The lions are one of the biggest attractions at Longleat, which opened in 1966 as Britain’s first wildlife safari park.
Less than three weeks ago, members of the famous Longleat pride were photographed playing happily in the park, with one leaping 30ft from an oak tree, landing on all fours with a precision which astonished onlookers.
A whistleblower told The Mail on Sunday that the lions were injected with a lethal substance from a tranquiliser gun.
Visitors were offered no explanation for the lions’ absence yesterday when the park reopened after the long winter break.
Louisa arrived in 2011 from her previous home at Noah’s Ark Zoo Farm at Wraxall in Somerset.

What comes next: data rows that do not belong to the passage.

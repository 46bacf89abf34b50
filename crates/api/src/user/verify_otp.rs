use crate::error::BattleBoardError;
use crate::shared::{
    auth::create_verification_token,
    usecase::{execute, UseCase},
};
use actix_web::{web, HttpResponse};
use battleboard_api_structs::verify_otp::*;
use battleboard_infra::BattleBoardContext;

pub async fn verify_otp_controller(
    body: web::Json<RequestBody>,
    ctx: web::Data<BattleBoardContext>,
) -> Result<HttpResponse, BattleBoardError> {
    let body = body.0;
    let usecase = VerifyOtpUseCase {
        email: body.email,
        otp: body.otp,
    };

    execute(usecase, &ctx)
        .await
        .map(|token| {
            HttpResponse::Ok().json(APIResponse {
                message: "OTP verified successfully".into(),
                email_verification_token: token,
            })
        })
        .map_err(BattleBoardError::from)
}

/// Trades a valid one time password for an email verification token.
/// A code can only be used once.
#[derive(Debug)]
pub struct VerifyOtpUseCase {
    pub email: String,
    pub otp: String,
}

#[derive(Debug, PartialEq)]
pub enum UseCaseError {
    InvalidOtp,
    TokenError,
}

impl From<UseCaseError> for BattleBoardError {
    fn from(e: UseCaseError) -> Self {
        match e {
            UseCaseError::InvalidOtp => Self::BadClientData("Invalid or expired OTP".into()),
            UseCaseError::TokenError => Self::InternalError,
        }
    }
}

#[async_trait::async_trait(?Send)]
impl UseCase for VerifyOtpUseCase {
    type Response = String;
    type Error = UseCaseError;

    const NAME: &'static str = "VerifyOtp";

    async fn execute(&mut self, ctx: &BattleBoardContext) -> Result<Self::Response, Self::Error> {
        let now = ctx.sys.get_timestamp_millis();
        let otp = ctx
            .repos
            .otps
            .consume(&self.email, &self.otp, now)
            .await
            .ok_or(UseCaseError::InvalidOtp)?;

        create_verification_token(&otp.email, ctx).map_err(|_| UseCaseError::TokenError)
    }
}

#[cfg(test)]
mod test {
    use super::*;
    use crate::user::send_otp::{
        test::{setup_with_mailer, RecordingMailer},
        SendOtpUseCase,
    };
    use battleboard_domain::OTP_LIFETIME_MILLIS;
    use battleboard_infra::StaticTimeSys;
    use std::sync::Arc;

    const NOW: i64 = 1_700_000_000_000;

    async fn setup() -> (BattleBoardContext, String) {
        let (mut ctx, mailer) = setup_with_mailer(RecordingMailer::default());
        ctx.sys = Arc::new(StaticTimeSys(NOW));
        let mut usecase = SendOtpUseCase {
            email: "champ@example.com".into(),
        };
        usecase.execute(&ctx).await.unwrap();
        let code = mailer.last_code().unwrap();
        (ctx, code)
    }

    fn wrong_code(code: &str) -> String {
        if code == "000000" {
            "111111".into()
        } else {
            "000000".into()
        }
    }

    #[actix_web::test]
    async fn it_issues_verification_token_once() {
        let (ctx, code) = setup().await;
        let mut usecase = VerifyOtpUseCase {
            email: "Champ@Example.com".into(),
            otp: code.clone(),
        };
        let token = usecase.execute(&ctx).await.unwrap();
        assert!(!token.is_empty());

        let mut again = VerifyOtpUseCase {
            email: "champ@example.com".into(),
            otp: code,
        };
        assert_eq!(again.execute(&ctx).await.unwrap_err(), UseCaseError::InvalidOtp);
    }

    #[actix_web::test]
    async fn it_rejects_wrong_code() {
        let (ctx, code) = setup().await;
        let mut usecase = VerifyOtpUseCase {
            email: "champ@example.com".into(),
            otp: wrong_code(&code),
        };
        assert_eq!(usecase.execute(&ctx).await.unwrap_err(), UseCaseError::InvalidOtp);
    }

    #[actix_web::test]
    async fn it_rejects_expired_code() {
        let (mut ctx, code) = setup().await;
        ctx.sys = Arc::new(StaticTimeSys(NOW + OTP_LIFETIME_MILLIS + 1));
        let mut usecase = VerifyOtpUseCase {
            email: "champ@example.com".into(),
            otp: code,
        };
        assert_eq!(usecase.execute(&ctx).await.unwrap_err(), UseCaseError::InvalidOtp);
    }

    #[actix_web::test]
    async fn it_accepts_code_at_end_of_lifetime() {
        let (mut ctx, code) = setup().await;
        ctx.sys = Arc::new(StaticTimeSys(NOW + OTP_LIFETIME_MILLIS));
        let mut usecase = VerifyOtpUseCase {
            email: "champ@example.com".into(),
            otp: code,
        };
        assert!(usecase.execute(&ctx).await.is_ok());
    }
}
use crate::shared::usecase::{execute, UseCase};
use crate::{error::BattleBoardError, shared::auth::protect_route};
use actix_web::{web, HttpRequest, HttpResponse};
use battleboard_api_structs::remove_bookmark::*;
use battleboard_domain::User;
use battleboard_infra::BattleBoardContext;

pub async fn remove_bookmark_controller(
    http_req: HttpRequest,
    path: web::Path<PathParams>,
    ctx: web::Data<BattleBoardContext>,
) -> Result<HttpResponse, BattleBoardError> {
    let user = protect_route(&http_req, &ctx).await?;

    let usecase = RemoveBookmarkUseCase {
        user,
        contest_id: path.contest_id,
    };

    execute(usecase, &ctx)
        .await
        .map(|bookmarks| HttpResponse::Ok().json(APIResponse::new(bookmarks)))
        .map_err(BattleBoardError::from)
}

#[derive(Debug)]
pub struct RemoveBookmarkUseCase {
    pub user: User,
    pub contest_id: i64,
}

#[derive(Debug)]
pub enum UseCaseError {
    StorageError,
}

impl From<UseCaseError> for BattleBoardError {
    fn from(e: UseCaseError) -> Self {
        match e {
            UseCaseError::StorageError => Self::InternalError,
        }
    }
}

#[async_trait::async_trait(?Send)]
impl UseCase for RemoveBookmarkUseCase {
    type Response = Vec<i64>;
    type Error = UseCaseError;

    const NAME: &'static str = "RemoveBookmark";

    async fn execute(&mut self, ctx: &BattleBoardContext) -> Result<Self::Response, Self::Error> {
        let mut user = self.user.clone();
        if !user.remove_bookmark(self.contest_id) {
            return Ok(user.bookmarked_contests);
        }

        user.updated = ctx.sys.get_timestamp_millis();
        ctx.repos
            .users
            .save(&user)
            .await
            .map(|_| user.bookmarked_contests)
            .map_err(|_| UseCaseError::StorageError)
    }
}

She soon became part of a new pride and a mother to a litter of cubs – as well as a close companion of another first-time mother, Nikata.
A keeper caring for the new arrivals spoke at the time of how the pair enjoyed rough and tumble games with their cubs – who weighed just two pounds at birth – and seemed very protective of their offspring.
A Noah’s Ark Zoo spokesman said yesterday: ‘We have been told nothing. Apart from health problems, I can’t think of any other reason why a lion like Louisa would have to be put down. We will be contacting Longleat for more information.’
One of the world’s leading big cat experts, consultant vet John Knight, said he was baffled. ‘On the face of it this seems like an odd thing to do. Longleat would not take such a decision lightly because they know how much it would upset their keepers.’
Guernsey-based Mr Knight, whose career has included consultancy work with the World Wildlife Fund and the Born Free Foundation, said: ‘This could be part of a conservation programme. It is a debatable reason for putting down a lioness and her cubs but until all the details emerge it is difficult to understand their thinking.
‘Most zoos have a contraceptive programme in place and manage to control populations perfectly well.
‘That’s why this seems a bit odd, in a way. It’s just not a problem that most zoos experience. It does seem such a shame that so many young animals have been involved.’
Another big cat expert, Andrew Greenwood of the International Zoo Vet Group, said zoos did need to restrict breeding.
‘Lions take up space and zoos don’t always want them,’ he said. ‘Putting the animal down is not a welfare issue as long as it is done properly.’
According to the whistleblower, Henry was put down in early January. The former employee said: ‘I don’t think there was a reason to do it. He had been vasectomised so he couldn’t breed. Henry could have been sold to another zoo.
‘It all happened while the park was closed for the winter so no one knew what was going on. A lot of people who know what happened are very upset and angry.’
A Longleat spokesman said last night: ‘There has been a large increase in pregnancies among the lions, resulting in a 40 per cent increase in population. This has resulted in excessive violent behaviour, putting 21 of them at risk.
‘Sadly one lion, Henry, had to be put down earlier this year due to injuries from an attack within the enclosure. The further lions referred to were put down due to associated and severe health risks.
‘A further five lions from this enclosure will be moved to other premises. Longleat takes the utmost care in trying to protect the welfare and safety of all its animals.